After two hours the students start coming back, and they tell their stories. In each case, the subjective time elapsed was much longer than two hours. Some of them spent a whole lifetime in the alternate world.

The first one back is Martha Ross. She comes back as an angel. She lived as a missionary in the parallel world, died for her cause, and went to heaven. After telling her story, she disappears. (This section was not part of the original story.)
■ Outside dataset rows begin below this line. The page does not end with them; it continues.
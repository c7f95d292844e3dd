//! TaskHandler port - アイテム 1 件の処理と最終集計
//!
//! # 学習ポイント
//! - `async_trait` による async メソッドを持つ trait object
//! - 協調的停止フラグ（`StopFlag`）は handler 自身が持ち、engine は読むだけ

use std::sync::Arc;
use std::sync::atomic::{AtomicBool, Ordering};

use async_trait::async_trait;

use crate::domain::{HandlerError, Termination, WorkItem};

/// Cooperative stop flag owned by a handler.
///
/// Cloning shares the same flag.
#[derive(Debug, Clone, Default)]
pub struct StopFlag(Arc<AtomicBool>);

impl StopFlag {
    pub fn new() -> Self {
        Self::default()
    }

    pub fn raise(&self) {
        self.0.store(true, Ordering::SeqCst);
    }

    pub fn is_raised(&self) -> bool {
        self.0.load(Ordering::SeqCst)
    }

    /// Lower the flag so the handler can be used for another run.
    pub fn clear(&self) {
        self.0.store(false, Ordering::SeqCst);
    }
}

/// Per-item processing routine plus final aggregation.
///
/// # 並行性
/// `handle` は複数の worker slot から同時に呼ばれる。
/// handler が共有状態に集計する場合は、handler 側で同期すること。
///
/// # 使用例
/// ```ignore
/// struct Collect {
///     seen: Mutex<Vec<WorkItem>>,
///     stop: StopFlag,
/// }
///
/// #[async_trait]
/// impl TaskHandler for Collect {
///     async fn handle(&self, item: &WorkItem) -> Result<(), HandlerError> {
///         self.seen.lock().unwrap().push(item.clone());
///         Ok(())
///     }
///
///     async fn down(&self, _termination: Termination) {
///         println!("{}", self.seen.lock().unwrap().len());
///     }
///
///     fn stop_flag(&self) -> &StopFlag {
///         &self.stop
///     }
/// }
/// ```
#[async_trait]
pub trait TaskHandler: Send + Sync {
    /// Process one item. An `Err` keeps the item out of the done list.
    async fn handle(&self, item: &WorkItem) -> Result<(), HandlerError>;

    /// Called exactly once per run, on normal completion or during shutdown.
    async fn down(&self, termination: Termination);

    fn stop_flag(&self) -> &StopFlag;

    /// Request a cooperative stop. Workers check the flag before each `handle`.
    fn shutdown(&self) {
        self.stop_flag().raise();
    }

    fn is_shutdown_requested(&self) -> bool {
        self.stop_flag().is_raised()
    }
}

#[cfg(test)]
mod tests {
    use super::*;

    struct Noop {
        stop: StopFlag,
    }

    #[async_trait]
    impl TaskHandler for Noop {
        async fn handle(&self, _item: &WorkItem) -> Result<(), HandlerError> {
            Ok(())
        }

        async fn down(&self, _termination: Termination) {}

        fn stop_flag(&self) -> &StopFlag {
            &self.stop
        }
    }

    #[test]
    fn shutdown_raises_own_flag() {
        let handler = Noop {
            stop: StopFlag::new(),
        };
        assert!(!handler.is_shutdown_requested());
        handler.shutdown();
        assert!(handler.is_shutdown_requested());
        handler.stop_flag().clear();
        assert!(!handler.is_shutdown_requested());
    }

    #[test]
    fn cloned_flags_share_state() {
        let flag = StopFlag::new();
        let other = flag.clone();
        other.raise();
        assert!(flag.is_raised());
    }
}
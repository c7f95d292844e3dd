//! Impls - ports の参照実装（開発用・テスト用）
//!
//! # 含まれる実装
//! - **InMemoryLoader**: メモリ上の値を順に返す DataLoader
//! - **JsonCheckpointLoader**: JSON ファイル + チェックポイントの ProgressLoader
//!
//! handler は利用者側の責務なので、ここには置きません。

pub mod checkpoint_loader;
pub mod memory_loader;

pub use self::checkpoint_loader::JsonCheckpointLoader;
pub use self::memory_loader::InMemoryLoader;
//! Engine - `work()` の入口
//!
//! # 1 回の run の流れ
//! 1. handler → loader → 件数 の順に検証（失敗したら何も実行しない）
//! 2. シグナル監視を開始し、WorkerPool を起動
//! 3. Dispatcher が loader を使い切るまで投入
//! 4. reporter があれば定期表示、なければ全タスクの終了を待つ
//! 5. 正常終了なら `down(Completed)`、shutdown 要求があれば ShutdownController
//!
//! DoneList / TaskRegistry は run ごとに作り直す。

use std::sync::Arc;

use tracing::{Instrument, debug, error, info, info_span};

use crate::app::config::EngineConfig;
use crate::app::dispatcher::{Dispatcher, RunContext};
use crate::app::done_list::DoneList;
use crate::app::pool::WorkerPool;
use crate::app::registry::TaskRegistry;
use crate::app::reporter::{ProgressReporter, WaitOutcome};
use crate::app::shutdown::{ShutdownController, ShutdownHandle, ShutdownSignal, listen_for_signals};
use crate::app::status::WorkReport;
use crate::domain::{EngineError, RunId, TaskState, Termination, WorkItem};
use crate::ports::{DataLoader, TaskHandler};

/// Parallel dispatch engine.
///
/// # 使用例
/// ```ignore
/// let mut engine = Engine::new(EngineConfig::new(10))?;
/// engine.set_loader(InMemoryLoader::from_values(items));
/// engine.set_handler(Arc::new(MyHandler::default()));
/// engine.register_progress_report("[{time}] {done}/{total}", 1.0)?;
/// let report = engine.work().await?;
/// ```
pub struct Engine {
    config: EngineConfig,
    loader: Option<Box<dyn DataLoader>>,
    handler: Option<Arc<dyn TaskHandler>>,
    reporter: Option<ProgressReporter>,
    signal: Arc<ShutdownSignal>,
    done: DoneList,
}

impl Engine {
    pub fn new(config: EngineConfig) -> Result<Self, EngineError> {
        config.validate()?;
        Ok(Self {
            config,
            loader: None,
            handler: None,
            reporter: None,
            signal: Arc::new(ShutdownSignal::new()),
            done: DoneList::new(),
        })
    }

    /// Engine with `workers` slots and default settings otherwise.
    pub fn with_workers(workers: usize) -> Result<Self, EngineError> {
        Self::new(EngineConfig::new(workers))
    }

    pub fn config(&self) -> &EngineConfig {
        &self.config
    }

    pub fn set_loader(&mut self, loader: impl DataLoader + 'static) {
        self.loader = Some(Box::new(loader));
    }

    /// Hand the loader back, e.g. to inspect a checkpointing loader after a run.
    pub fn take_loader(&mut self) -> Option<Box<dyn DataLoader>> {
        self.loader.take()
    }

    pub fn set_handler<H: TaskHandler + 'static>(&mut self, handler: Arc<H>) {
        self.handler = Some(handler);
    }

    /// Print `template` every `seconds` while tasks are outstanding.
    pub fn register_progress_report(&mut self, template: &str, seconds: f64) -> Result<(), EngineError> {
        self.reporter = Some(ProgressReporter::new(template, seconds)?);
        Ok(())
    }

    /// External shutdown trigger, equivalent to SIGINT.
    pub fn shutdown_handle(&self) -> ShutdownHandle {
        ShutdownHandle::new(Arc::clone(&self.signal))
    }

    /// Items of the most recent run whose `handle` returned `Ok`.
    pub fn done_items(&self) -> Vec<WorkItem> {
        self.done.snapshot()
    }

    /// Run every item through the handler.
    ///
    /// Configuration errors are returned before anything is dispatched.
    /// A shutdown (signal or handler stop flag) is not an error: it is
    /// reported through `WorkReport::termination`.
    pub async fn work(&mut self) -> Result<WorkReport, EngineError> {
        let Some(handler) = self.handler.clone() else {
            error!("no task handler set");
            return Err(EngineError::MissingHandler);
        };
        let Some(mut loader) = self.loader.take() else {
            error!("no data loader set");
            return Err(EngineError::MissingLoader);
        };
        let total = loader.size();
        if total == 0 {
            self.loader = Some(loader);
            error!("data loader is empty");
            return Err(EngineError::EmptyLoader);
        }

        let run_id = RunId::new();
        let span = info_span!("run", %run_id);
        let result = run(
            &self.config,
            self.reporter.as_ref(),
            &self.signal,
            RunInput {
                run_id,
                handler,
                loader: &mut *loader,
                total,
            },
        )
        .instrument(span)
        .await;
        self.loader = Some(loader);

        let (report, done) = result?;
        self.done = done;

        if self.config.exit_on_shutdown && report.termination.is_shutdown() {
            info!(%run_id, "terminating process after shutdown");
            std::process::exit(0);
        }
        Ok(report)
    }
}

struct RunInput<'a> {
    run_id: RunId,
    handler: Arc<dyn TaskHandler>,
    loader: &'a mut dyn DataLoader,
    total: usize,
}

async fn run(
    config: &EngineConfig,
    reporter: Option<&ProgressReporter>,
    signal: &Arc<ShutdownSignal>,
    input: RunInput<'_>,
) -> Result<(WorkReport, DoneList), EngineError> {
    let RunInput {
        run_id,
        handler,
        loader,
        total,
    } = input;

    signal.reset_if_completed();
    handler.stop_flag().clear();
    let ctx = Arc::new(RunContext::new(handler, Arc::clone(signal)));

    let listener = if config.handle_signals {
        Some(listen_for_signals(Arc::clone(signal))?)
    } else {
        None
    };

    let pool = WorkerPool::spawn(config.workers, Arc::clone(&ctx));
    info!(total, workers = pool.size(), "run started");
    let mut registry = TaskRegistry::new();

    let summary = Dispatcher::new(&mut *loader, &pool, &mut registry, &ctx)
        .dispatch()
        .await;

    let waited = match reporter {
        Some(reporter) => reporter.report_until_idle(&ctx, total).await,
        None => wait_until_idle(&ctx).await,
    };
    // a stop flag raised by the last handle call is only seen here
    ctx.observe_stop_flag();

    let shutting_down = waited == WaitOutcome::ShutdownRequested || ctx.signal.is_requested();
    let (termination, checkpoint_saved) = if shutting_down {
        let outcome = ShutdownController::new(&ctx, &registry, config.drain_timeout)
            .run(&pool, loader)
            .await;
        debug!(
            cancelled = outcome.cancelled,
            drained = outcome.drained,
            settled = outcome.settled,
            "shutdown path finished"
        );
        if outcome.settled {
            pool.shutdown_and_join().await;
        } else {
            pool.abort();
        }
        (
            Termination::Shutdown {
                trigger: outcome.trigger,
            },
            outcome.checkpoint_saved,
        )
    } else {
        pool.shutdown_and_join().await;
        ctx.down(Termination::Completed).await;
        (Termination::Completed, false)
    };

    if let Some(listener) = listener {
        listener.abort();
    }

    let report = WorkReport {
        run_id,
        total,
        submitted: summary.submitted,
        done: ctx.done.len(),
        skipped: summary.skipped,
        failed: ctx.failed(),
        cancelled: registry.count(TaskState::Cancelled),
        termination,
        checkpoint_saved,
    };
    info!(
        done = report.done,
        skipped = report.skipped,
        failed = report.failed,
        cancelled = report.cancelled,
        ?termination,
        "run finished"
    );
    Ok((report, ctx.done.clone()))
}

async fn wait_until_idle(ctx: &RunContext) -> WaitOutcome {
    tokio::select! {
        biased;
        _ = ctx.signal.requested() => WaitOutcome::ShutdownRequested,
        _ = ctx.outstanding.wait_idle() => WaitOutcome::Idle,
    }
}
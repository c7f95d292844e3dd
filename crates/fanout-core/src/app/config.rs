//! Engine configuration.
//!
//! Built with `with_*` methods, deserialized from a config document, or read
//! from `FANOUT_*` environment variables (`from_env`). Call
//! `dotenvy::dotenv().ok()` first to pick up a local `.env`.

use std::time::Duration;

use serde::{Deserialize, Serialize};

use crate::domain::EngineError;

pub const DEFAULT_WORKERS: usize = 8;
pub const DEFAULT_DRAIN_TIMEOUT: Duration = Duration::from_secs(30);

/// Engine configuration.
#[derive(Debug, Clone, PartialEq, Serialize, Deserialize)]
#[serde(default)]
pub struct EngineConfig {
    /// Number of concurrent worker slots.
    pub workers: usize,

    /// How long the shutdown path waits for in-flight `handle` calls.
    #[serde(with = "duration_secs")]
    pub drain_timeout: Duration,

    /// Exit the process after the shutdown path completes.
    pub exit_on_shutdown: bool,

    /// Route SIGINT / SIGTERM to the shutdown path during `work()`.
    pub handle_signals: bool,
}

impl Default for EngineConfig {
    fn default() -> Self {
        Self {
            workers: DEFAULT_WORKERS,
            drain_timeout: DEFAULT_DRAIN_TIMEOUT,
            exit_on_shutdown: false,
            handle_signals: true,
        }
    }
}

impl EngineConfig {
    pub fn new(workers: usize) -> Self {
        Self {
            workers,
            ..Default::default()
        }
    }

    pub fn with_workers(mut self, workers: usize) -> Self {
        self.workers = workers;
        self
    }

    pub fn with_drain_timeout(mut self, timeout: Duration) -> Self {
        self.drain_timeout = timeout;
        self
    }

    pub fn with_exit_on_shutdown(mut self, exit: bool) -> Self {
        self.exit_on_shutdown = exit;
        self
    }

    pub fn with_signal_handling(mut self, enabled: bool) -> Self {
        self.handle_signals = enabled;
        self
    }

    /// Fail fast on values the engine cannot run with.
    pub fn validate(&self) -> Result<(), EngineError> {
        if self.workers == 0 {
            return Err(EngineError::InvalidWorkerCount);
        }
        Ok(())
    }

    /// Load from `FANOUT_WORKERS`, `FANOUT_DRAIN_TIMEOUT_SECS`,
    /// `FANOUT_EXIT_ON_SHUTDOWN` and `FANOUT_HANDLE_SIGNALS`.
    /// Unset variables keep their defaults.
    pub fn from_env() -> Result<Self, EngineError> {
        Self::from_lookup(|key| std::env::var(key).ok())
    }

    pub(crate) fn from_lookup(lookup: impl Fn(&str) -> Option<String>) -> Result<Self, EngineError> {
        let mut config = Self::default();
        if let Some(raw) = lookup("FANOUT_WORKERS") {
            config.workers = parse_var("FANOUT_WORKERS", &raw)?;
        }
        if let Some(raw) = lookup("FANOUT_DRAIN_TIMEOUT_SECS") {
            config.drain_timeout = Duration::from_secs(parse_var("FANOUT_DRAIN_TIMEOUT_SECS", &raw)?);
        }
        if let Some(raw) = lookup("FANOUT_EXIT_ON_SHUTDOWN") {
            config.exit_on_shutdown = parse_var("FANOUT_EXIT_ON_SHUTDOWN", &raw)?;
        }
        if let Some(raw) = lookup("FANOUT_HANDLE_SIGNALS") {
            config.handle_signals = parse_var("FANOUT_HANDLE_SIGNALS", &raw)?;
        }
        config.validate()?;
        Ok(config)
    }
}

fn parse_var<T>(name: &str, raw: &str) -> Result<T, EngineError>
where
    T: std::str::FromStr,
    T::Err: std::fmt::Display,
{
    raw.trim()
        .parse()
        .map_err(|e| EngineError::Config(format!("{name}={raw:?}: {e}")))
}

/// Serde support for Duration as whole seconds
mod duration_secs {
    use serde::{Deserialize, Deserializer, Serialize, Serializer};
    use std::time::Duration;

    pub fn serialize<S>(duration: &Duration, serializer: S) -> Result<S::Ok, S::Error>
    where
        S: Serializer,
    {
        duration.as_secs().serialize(serializer)
    }

    pub fn deserialize<'de, D>(deserializer: D) -> Result<Duration, D::Error>
    where
        D: Deserializer<'de>,
    {
        let secs = u64::deserialize(deserializer)?;
        Ok(Duration::from_secs(secs))
    }
}

#[cfg(test)]
mod tests {
    use super::*;
    use std::collections::HashMap;

    fn lookup(vars: &[(&str, &str)]) -> impl Fn(&str) -> Option<String> {
        let vars: HashMap<String, String> = vars
            .iter()
            .map(|(k, v)| (k.to_string(), v.to_string()))
            .collect();
        move |key: &str| vars.get(key).cloned()
    }

    #[test]
    fn test_default_config() {
        let config = EngineConfig::default();
        assert_eq!(config.workers, 8);
        assert_eq!(config.drain_timeout, Duration::from_secs(30));
        assert!(!config.exit_on_shutdown);
        assert!(config.handle_signals);
    }

    #[test]
    fn test_config_builder() {
        let config = EngineConfig::new(10)
            .with_drain_timeout(Duration::from_secs(5))
            .with_exit_on_shutdown(true)
            .with_signal_handling(false);

        assert_eq!(config.workers, 10);
        assert_eq!(config.drain_timeout, Duration::from_secs(5));
        assert!(config.exit_on_shutdown);
        assert!(!config.handle_signals);
    }

    #[test]
    fn zero_workers_is_rejected() {
        let err = EngineConfig::new(0).validate().unwrap_err();
        assert!(matches!(err, EngineError::InvalidWorkerCount));
    }

    #[test]
    fn from_lookup_reads_fanout_vars() {
        let config = EngineConfig::from_lookup(lookup(&[
            ("FANOUT_WORKERS", "3"),
            ("FANOUT_DRAIN_TIMEOUT_SECS", "2"),
            ("FANOUT_EXIT_ON_SHUTDOWN", "true"),
        ]))
        .unwrap();

        assert_eq!(config.workers, 3);
        assert_eq!(config.drain_timeout, Duration::from_secs(2));
        assert!(config.exit_on_shutdown);
        assert!(config.handle_signals);
    }

    #[test]
    fn from_lookup_reports_bad_values() {
        let err = EngineConfig::from_lookup(lookup(&[("FANOUT_WORKERS", "many")])).unwrap_err();
        assert!(matches!(err, EngineError::Config(msg) if msg.contains("FANOUT_WORKERS")));
    }

    #[test]
    fn deserializes_with_defaults() {
        let config: EngineConfig =
            serde_json::from_value(serde_json::json!({"workers": 4, "drain_timeout": 1})).unwrap();
        assert_eq!(config.workers, 4);
        assert_eq!(config.drain_timeout, Duration::from_secs(1));
        assert!(config.handle_signals);
    }
}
Next arrives Helen Fisher. She has traveled multiple, very improbable timelines. One of them was in prehistory, where she lived with an old Neanderthal. He was treating her fatherly, and she enjoyed the place, until she was assaulted by a young Neanderthal. Another timeline was in modern time New York City, but she entered the timeline backwards. For a short while there she moved backwards in time, until she fainted and got moved into a different timeline. Eventually she arrived in a place with an extra spatial dimension; there she realized she could see inside solid objects. She studied her own body, and performed appendectomy on herself with her nails.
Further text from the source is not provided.